Our belief in the Holy Eucharist is rooted in Christ
Himself. Recall the beautiful words of our Lord in the Bread of Life
Discourse in the Gospel of St. John: "I myself am the living bread come down
from heaven. If anyone eats this bread he shall live forever; the bread I
will give is my flesh, for the life of the world. Let me solemnly assure
you, if you do not eat the flesh of the Son of Man and drink His blood, you
have no life in you. He who feeds on my flesh and drinks my blood has life
eternal, and I will raise him up on the last day.
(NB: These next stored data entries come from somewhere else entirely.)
#[cfg(test)]
mod tests {
    use super::*;

    fn names(commands: &[Command]) -> Vec<&[u8]> {
        commands
            .iter()
            .map(|c| c.name().map(|n| n.as_ref()).unwrap_or_default())
            .collect()
    }

    fn drain(parser: &mut RespParser) -> Vec<Command> {
        parser.commands().map(|c| c.unwrap()).collect()
    }

    #[test]
    fn test_parse_ping() {
        let command = parse_command(b"*1\r\n$4\r\nPING\r\n").unwrap().unwrap();
        assert_eq!(command.name(), Some(&Bytes::from("PING")));
        assert!(command.args().is_empty());
    }

    #[test]
    fn test_parse_set_with_colon_in_key() {
        let input = b"*3\r\n$3\r\nSET\r\n$8\r\nuser:101\r\n$4\r\nAriz\r\n";
        let command = parse_command(input).unwrap().unwrap();
        assert_eq!(
            command.into_parts(),
            vec![
                Bytes::from("SET"),
                Bytes::from("user:101"),
                Bytes::from("Ariz")
            ]
        );
    }

    #[test]
    fn test_empty_bulk_argument() {
        let command = parse_command(b"*2\r\n$4\r\nECHO\r\n$0\r\n\r\n")
            .unwrap()
            .unwrap();
        assert_eq!(command.args(), &[Bytes::new()]);
    }

    #[test]
    fn test_empty_array_is_empty_command() {
        let command = parse_command(b"*0\r\n").unwrap().unwrap();
        assert!(command.is_empty());
        assert!(command.name().is_none());
    }

    #[test]
    fn test_incomplete_header() {
        assert_eq!(parse_command(b"*1").unwrap(), None);
        assert_eq!(parse_command(b"*1\r").unwrap(), None);
        assert_eq!(parse_command(b"").unwrap(), None);
    }

    #[test]
    fn test_incomplete_payload() {
        assert_eq!(parse_command(b"*1\r\n$4\r\nPI").unwrap(), None);
        // Payload present, terminator not yet
        assert_eq!(parse_command(b"*1\r\n$4\r\nPING").unwrap(), None);
        assert_eq!(parse_command(b"*1\r\n$4\r\nPING\r").unwrap(), None);
    }

    #[test]
    fn test_frame_split_across_two_reads() {
        let mut parser = RespParser::new();
        parser.extend(b"*1\r\n$4\r\nPI");
        assert_eq!(parser.next_command().unwrap(), None);
        assert!(!parser.is_idle());

        parser.extend(b"NG\r\n");
        let commands = drain(&mut parser);
        assert_eq!(commands.len(), 1);
        assert_eq!(names(&commands), vec![b"PING".as_ref()]);
        assert!(parser.is_idle());
    }

    #[test]
    fn test_frame_fed_one_byte_at_a_time() {
        let input = b"*3\r\n$3\r\nSET\r\n$1\r\nk\r\n$5\r\nvalue\r\n";
        let mut parser = RespParser::new();
        let mut parsed = Vec::new();

        for byte in input.iter() {
            parser.extend(&[*byte]);
            parsed.extend(drain(&mut parser));
        }

        assert_eq!(parsed.len(), 1);
        assert_eq!(
            parsed[0].args(),
            &[Bytes::from("k"), Bytes::from("value")]
        );
        assert!(parser.is_idle());
    }

    #[test]
    fn test_pipelined_frames_in_one_read() {
        let mut parser = RespParser::new();
        parser.extend(b"*1\r\n$4\r\nPING\r\n*2\r\n$4\r\nECHO\r\n$2\r\nhi\r\n*2\r\n$3\r\nGET\r\n$1\r\nk\r\n");

        let commands = drain(&mut parser);
        assert_eq!(
            names(&commands),
            vec![b"PING".as_ref(), b"ECHO".as_ref(), b"GET".as_ref()]
        );
        assert_eq!(parser.buffered_len(), 0);
    }

    #[test]
    fn test_pipelined_with_trailing_partial_frame() {
        let mut parser = RespParser::new();
        parser.extend(b"*1\r\n$4\r\nPING\r\n*2\r\n$3\r\nGET\r\n$3\r\nke");

        let first = drain(&mut parser);
        assert_eq!(names(&first), vec![b"PING".as_ref()]);

        parser.extend(b"y\r\n");
        let second = drain(&mut parser);
        assert_eq!(second.len(), 1);
        assert_eq!(second[0].args(), &[Bytes::from("key")]);
    }

    #[test]
    fn test_payload_may_contain_crlf_bytes_within_length() {
        // The length prefix, not the terminator, delimits the payload
        let command = parse_command(b"*2\r\n$4\r\nECHO\r\n$4\r\na\r\nb\r\n")
            .unwrap()
            .unwrap();
        assert_eq!(command.args(), &[Bytes::from("a\r\nb")]);
    }

    #[test]
    fn test_invalid_count() {
        let result = parse_command(b"*x\r\n");
        assert_eq!(result, Err(ParseError::InvalidCount("x".to_string())));

        let result = parse_command(b"*-1\r\n");
        assert!(matches!(result, Err(ParseError::InvalidCount(_))));

        let result = parse_command(b"*\r\n");
        assert!(matches!(result, Err(ParseError::InvalidCount(_))));
    }

    #[test]
    fn test_invalid_length() {
        let result = parse_command(b"*1\r\n$abc\r\nPING\r\n");
        assert_eq!(result, Err(ParseError::InvalidLength("abc".to_string())));

        let result = parse_command(b"*1\r\n$-1\r\n");
        assert!(matches!(result, Err(ParseError::InvalidLength(_))));
    }

    #[test]
    fn test_wrong_prefix() {
        let result = parse_command(b"+PING\r\n");
        assert_eq!(
            result,
            Err(ParseError::UnexpectedPrefix {
                expected: b'*',
                found: b'+'
            })
        );

        let result = parse_command(b"*1\r\n:4\r\n");
        assert!(matches!(
            result,
            Err(ParseError::UnexpectedPrefix { expected: b'$', .. })
        ));
    }

    #[test]
    fn test_inline_commands_are_rejected() {
        let result = parse_command(b"PING\r\n");
        assert!(matches!(result, Err(ParseError::UnexpectedPrefix { .. })));
    }

    #[test]
    fn test_length_mismatch_is_an_error() {
        // Declared 3 bytes, sent 4
        let result = parse_command(b"*1\r\n$3\r\nPING\r\n");
        assert_eq!(result, Err(ParseError::MissingCrlf));
    }

    #[test]
    fn test_header_too_long() {
        let mut input = b"*".to_vec();
        input.extend(std::iter::repeat(b'1').take(MAX_HEADER_LEN + 8));
        let result = parse_command(&input);
        assert_eq!(
            result,
            Err(ParseError::HeaderTooLong {
                max: MAX_HEADER_LEN
            })
        );
    }

    #[test]
    fn test_oversized_bulk_rejected() {
        let input = format!("*1\r\n${}\r\n", MAX_BULK_SIZE + 1);
        let result = parse_command(input.as_bytes());
        assert!(matches!(result, Err(ParseError::MessageTooLarge { .. })));
    }

    #[test]
    fn test_too_many_arguments() {
        let input = format!("*{}\r\n", MAX_ARGS + 1);
        let result = parse_command(input.as_bytes());
        assert!(matches!(result, Err(ParseError::TooManyArguments { .. })));
    }

    #[test]
    fn test_error_skips_to_next_read() {
        let mut parser = RespParser::new();
        parser.extend(b"*1\r\n$zz\r\nPING\r\n");

        let mut commands = parser.commands();
        assert!(matches!(
            commands.next(),
            Some(Err(ParseError::InvalidLength(_)))
        ));
        assert!(commands.next().is_none());
        assert!(parser.is_idle());

        parser.extend(b"*1\r\n$4\r\nPING\r\n");
        let commands = drain(&mut parser);
        assert_eq!(names(&commands), vec![b"PING".as_ref()]);
    }

    #[test]
    fn test_frame_after_malformed_one_in_same_buffer() {
        let mut parser = RespParser::new();
        // Declared 3 bytes, sent 4; the second frame is fine
        parser.extend(b"*1\r\n$3\r\nPING\r\n*1\r\n$4\r\nPING\r\n");

        let results: Vec<_> = parser.commands().collect();
        assert_eq!(results.len(), 2);
        assert_eq!(results[0], Err(ParseError::MissingCrlf));
        assert_eq!(
            results[1].as_ref().map(|c| c.name().cloned()),
            Ok(Some(Bytes::from("PING")))
        );
        assert!(parser.is_idle());
    }

    #[test]
    fn test_bad_header_line_then_valid_frame() {
        let mut parser = RespParser::new();
        parser.extend(b"*x\r\n*2\r\n$4\r\nECHO\r\n$2\r\nhi\r\n");

        let mut commands = parser.commands();
        assert_eq!(
            commands.next(),
            Some(Err(ParseError::InvalidCount("x".to_string())))
        );
        let echo = commands.next().unwrap().unwrap();
        assert_eq!(echo.args(), &[Bytes::from("hi")]);
        assert!(commands.next().is_none());
    }

    #[test]
    fn test_discard_continues_across_reads() {
        let mut input = b"*".to_vec();
        input.extend(std::iter::repeat(b'1').take(MAX_HEADER_LEN + 8));

        let mut parser = RespParser::new();
        parser.extend(&input);
        assert!(matches!(
            parser.next_command(),
            Err(ParseError::HeaderTooLong { .. })
        ));

        // The rest of the oversized line arrives later and is still skipped
        parser.extend(b"1111");
        assert_eq!(parser.next_command(), Ok(None));

        parser.extend(b"\r\n*1\r\n$4\r\nPING\r\n");
        let commands = drain(&mut parser);
        assert_eq!(names(&commands), vec![b"PING".as_ref()]);
        assert!(parser.is_idle());
    }

    #[test]
    fn test_need_more_is_not_an_error() {
        // Every strict prefix of a valid frame is "incomplete", never an error
        let input = b"*2\r\n$4\r\nECHO\r\n$5\r\nhello\r\n";
        for end in 0..input.len() {
            assert_eq!(parse_command(&input[..end]), Ok(None), "prefix len {}", end);
        }
        assert!(parse_command(input).unwrap().is_some());
    }
}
For my flesh is real food
and my blood real drink. The man who feeds on my flesh and drinks my blood
remains in me, and I in him. Just as the Father who has life sent me and I
have life because of the Father, so the man who feeds on me will have life
because of me" (John 6:51, 53-57). Note that none of this language is
symbolic-- Jesus meant what He said. Moreover, even when there was grumbling
and objections, and even after some disciples abandoned our Lord because of
this teaching, Jesus no where said, "Oh please, stop. I really meant this
symbolically." Our Lord stood by His teaching.
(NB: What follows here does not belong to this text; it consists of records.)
//! Command Handler Module
//!
//! Receives parsed commands, validates them, executes them against the
//! storage engine and returns the reply to send back.
//!
//! ## Architecture
//!
//! ```text
//! Client Request
//!       │
//!       ▼
//! ┌─────────────────┐
//! │  RESP Parser    │  (protocol module)
//! └────────┬────────┘
//!          │ Command
//!          ▼
//! ┌─────────────────┐
//! │ CommandHandler  │  (this module)
//! │  - Dispatch     │
//! │  - Validate     │
//! │  - Execute      │
//! └────────┬────────┘
//!          │
//!          ▼
//! ┌─────────────────┐
//! │ StorageEngine   │  (storage module)
//! └─────────────────┘
//! ```
//!
//! ## Supported Commands
//!
//! - `PING`, `ECHO message`
//! - `SET key value [PX milliseconds]`, `GET key`

pub mod handler;

// Re-export the main command handler
pub use handler::{CommandError, CommandHandler, CommandResult};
The meaning of Bread of Life Discourse becomes more clear
at the Last Supper on the first Holy Thursday. There, Jesus gathered His
apostles to share what was literally His last supper. According to the
Gospel of St. Matthew, Jesus took unleavened bread and wine– two sources of
basic nourishment. He took bread, blessed it, gave thanks, broke it, and
gave it to the apostles, saying, "Take this and eat it; this is my body." He
took the cup of wine, gave thanks, gave it to His apostles and said, "All of
you must drink from it for this is my blood, the blood of the covenant, to
be poured out on behalf of many for the forgiveness of sins." If we
extracted the words of consecration recorded in the Last Supper accounts of
the gospels and distilled them, we would have the words of consecration used
at Mass. (Cf. Matthew 26:26-30; Mark 14:22-26; and Luke 22:14-20.)
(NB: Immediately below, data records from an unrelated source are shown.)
//! Connection Handler
//!
//! Each client gets its own handler task that loops over
//! read → parse → execute → reply until the client goes away.
//!
//! ## Connection Lifecycle
//!
//! ```text
//! 1. Client connects, handler spawned
//!        │
//!        ▼
//! 2. ┌──────────────────────────────────┐
//!    │  Read a chunk into the parser    │◄─┐
//!    │  For each complete command:      │  │
//!    │    execute, write reply          │  │
//!    │  Flush replies                   │──┘
//!    └──────────────────────────────────┘
//!        │ EOF or I/O error
//!        ▼
//! 3. Handler task ends (other connections unaffected)
//! ```
//!
//! ## Buffer Management
//!
//! Bytes are read straight into the parser's `BytesMut`. A read may end in
//! the middle of a frame or carry several frames; the parser keeps whatever
//! is incomplete for the next read, and replies go out in the order the
//! commands were parsed.

use crate::commands::CommandHandler;
use crate::protocol::{RespParser, RespValue};
use std::net::SocketAddr;
use std::sync::atomic::{AtomicU64, Ordering};
use std::sync::Arc;
use tokio::io::{AsyncRead, AsyncReadExt, AsyncWrite, AsyncWriteExt, BufWriter};
use tracing::{debug, info, trace, warn};

/// Initial buffer capacity
const INITIAL_BUFFER_SIZE: usize = 4096;

/// Free space kept available in the read buffer before each read
const MIN_READ_SPACE: usize = 1024;

/// Statistics for connection handling
#[derive(Debug, Default)]
pub struct ConnectionStats {
    /// Total number of connections accepted
    pub connections_accepted: AtomicU64,
    /// Currently active connections
    pub active_connections: AtomicU64,
    /// Total commands executed, rejected ones included
    pub commands_processed: AtomicU64,
    /// Commands answered with an error reply
    pub commands_rejected: AtomicU64,
    /// Malformed frames
    pub protocol_errors: AtomicU64,
    /// Total bytes read
    pub bytes_read: AtomicU64,
    /// Total bytes written
    pub bytes_written: AtomicU64,
}

impl ConnectionStats {
    pub fn new() -> Self {
        Self::default()
    }

    pub fn connection_opened(&self) {
        self.connections_accepted.fetch_add(1, Ordering::Relaxed);
        self.active_connections.fetch_add(1, Ordering::Relaxed);
    }

    pub fn connection_closed(&self) {
        self.active_connections.fetch_sub(1, Ordering::Relaxed);
    }

    pub fn command_processed(&self, accepted: bool) {
        self.commands_processed.fetch_add(1, Ordering::Relaxed);
        if !accepted {
            self.commands_rejected.fetch_add(1, Ordering::Relaxed);
        }
    }

    pub fn protocol_error(&self) {
        self.protocol_errors.fetch_add(1, Ordering::Relaxed);
    }

    pub fn bytes_read(&self, count: usize) {
        self.bytes_read.fetch_add(count as u64, Ordering::Relaxed);
    }

    pub fn bytes_written(&self, count: usize) {
        self.bytes_written
            .fetch_add(count as u64, Ordering::Relaxed);
    }
}

/// Handles a single client connection.
///
/// Owns the stream and the parser state for one client; nothing else about
/// the connection is shared.
pub struct ConnectionHandler<S> {
    /// The client stream; reads bypass the write buffer
    stream: BufWriter<S>,

    /// Client's address (for logging)
    addr: SocketAddr,

    /// Frame parser, owns the read buffer
    parser: RespParser,

    /// The command handler (shared storage)
    command_handler: CommandHandler,

    /// Connection statistics (shared)
    stats: Arc<ConnectionStats>,
}

impl<S> ConnectionHandler<S>
where
    S: AsyncRead + AsyncWrite + Unpin,
{
    /// Creates a new connection handler.
    ///
    /// # Arguments
    ///
    /// * `stream` - The client stream (a `TcpStream` in production)
    /// * `addr` - The client's socket address
    /// * `command_handler` - The command handler for executing commands
    /// * `stats` - Shared connection statistics
    pub fn new(
        stream: S,
        addr: SocketAddr,
        command_handler: CommandHandler,
        stats: Arc<ConnectionStats>,
    ) -> Self {
        stats.connection_opened();

        Self {
            stream: BufWriter::new(stream),
            addr,
            parser: RespParser::with_capacity(INITIAL_BUFFER_SIZE),
            command_handler,
            stats,
        }
    }

    /// Runs the connection loop until the client disconnects or an I/O error occurs.
    ///
    /// A clean disconnect between frames returns `Ok(())`.
    pub async fn run(mut self) -> Result<(), ConnectionError> {
        info!(client = %self.addr, "Client connected");

        let result = self.main_loop().await;

        match &result {
            Ok(()) => info!(client = %self.addr, "Client disconnected"),
            Err(ConnectionError::Io(io_err))
                if io_err.kind() == std::io::ErrorKind::ConnectionReset =>
            {
                debug!(client = %self.addr, "Connection reset by client")
            }
            Err(e @ ConnectionError::UnexpectedEof { .. }) => {
                debug!(client = %self.addr, error = %e, "Client disconnected mid-frame")
            }
            Err(e) => warn!(client = %self.addr, error = %e, "Connection error"),
        }

        self.stats.connection_closed();
        result
    }

    /// The main read-execute-respond loop.
    async fn main_loop(&mut self) -> Result<(), ConnectionError> {
        loop {
            if self.read_more_data().await? == 0 {
                if self.parser.is_idle() {
                    return Ok(());
                }
                return Err(ConnectionError::UnexpectedEof {
                    buffered: self.parser.buffered_len(),
                });
            }

            self.process_buffered().await?;
        }
    }

    /// Reads more data from the stream into the parser's buffer.
    ///
    /// Returns the number of bytes read; 0 means end of stream.
    async fn read_more_data(&mut self) -> Result<usize, ConnectionError> {
        let buffer = self.parser.buffer_mut();
        if buffer.capacity() - buffer.len() < MIN_READ_SPACE {
            buffer.reserve(INITIAL_BUFFER_SIZE);
        }

        let n = self.stream.get_mut().read_buf(buffer).await?;

        if n > 0 {
            self.stats.bytes_read(n);
            trace!(client = %self.addr, bytes = n, "Read data");
        }
        Ok(n)
    }

    /// Executes every complete command in the buffer and sends the replies.
    async fn process_buffered(&mut self) -> Result<(), ConnectionError> {
        let mut written = 0;

        for frame in self.parser.commands() {
            let response = match frame {
                Ok(command) => {
                    let (response, accepted) = self.command_handler.execute(command);
                    self.stats.command_processed(accepted);
                    if !accepted {
                        debug!(client = %self.addr, reply = %response, "Command rejected");
                    }
                    response
                }
                Err(e) => {
                    self.stats.protocol_error();
                    warn!(client = %self.addr, error = %e, "Protocol error, skipping to the next frame");
                    RespValue::error(format!("ERR Protocol error: {}", e))
                }
            };

            let bytes = response.serialize();
            self.stream.write_all(&bytes).await?;
            written += bytes.len();
        }

        if written > 0 {
            self.stream.flush().await?;
            self.stats.bytes_written(written);
            trace!(client = %self.addr, bytes = written, "Sent responses");
        } else {
            trace!(
                client = %self.addr,
                buffered = self.parser.buffered_len(),
                "Incomplete command, need more data"
            );
        }

        Ok(())
    }
}

/// Errors that end a connection.
#[derive(Debug, thiserror::Error)]
pub enum ConnectionError {
    /// I/O error (network issue)
    #[error("I/O error: {0}")]
    Io(#[from] std::io::Error),

    /// The client closed the stream in the middle of a frame
    #[error("unexpected end of stream with {buffered} bytes of a partial frame buffered")]
    UnexpectedEof { buffered: usize },
}

/// Handles a client connection to completion.
///
/// Errors are logged by the handler itself; nothing is propagated to the
/// accept loop.
pub async fn handle_connection<S>(
    stream: S,
    addr: SocketAddr,
    command_handler: CommandHandler,
    stats: Arc<ConnectionStats>,
) where
    S: AsyncRead + AsyncWrite + Unpin,
{
    let handler = ConnectionHandler::new(stream, addr, command_handler, stats);
    let _ = handler.run().await;
}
Think of those words! Jesus was not just giving to the
apostles blessed bread and wine. He was giving His whole life– Body, Blood,
Soul, and Divinity. He was giving His very self. How true that was! The next
day, Jesus' body hung upon the altar of the cross. His blood was spilled to
wash away our sins. As priest, He offered the perfect sacrifice for the
remission of sin. However, this sacrifice was not death rendering but life
giving, for three days later our Lord rose from the dead conquering both sin
and death. Yes, the perfect, everlasting covenant of life and love with God
was made by our Lord Jesus Christ.
This whole mystery is preserved in the Most Holy
Eucharist and the Sacrifice of the Mass. We too take unleavened bread and
wine, two sources of nourishment. By the will of the Father, the work of the
Holy Spirit, and priesthood of Jesus entrusted to His ordained priests, and
through the words of consecration, that bread and wine is transformed into
the Body and Blood of Jesus. Yes, the bread and wine do not change in
characteristics– they still look the same, taste and smell the same, and
hold the same shape. However, the reality, "the what it is," the substance
does change. We do not receive bread and wine; we receive the Body and Blood
of Christ. We call this transubstantiation, a term used at the Fourth
Lateran Council (1215) and asserted again by our Holy Father in Ecclesia
de Eucharistia (#15). Therefore, each time we celebrate Mass, we are
plunged into the whole everpresent, everlasting mystery of Holy Thursday,
Good Friday, and Easter, and share intimately in life of our Lord through
Holy Eucharist.
In Ecclesia de Eucharistia, our Holy Father
highlighted these very points: "At every celebration of the Eucharist, we
are spiritually brought back to the paschal Triduum: to the events of the
evening of Holy Thursday, to the Last Supper, and to what followed it. The
institution of the Eucharist sacramentally anticipated the events which were
about to take place, beginning with the agony in Gethsemane" (#3)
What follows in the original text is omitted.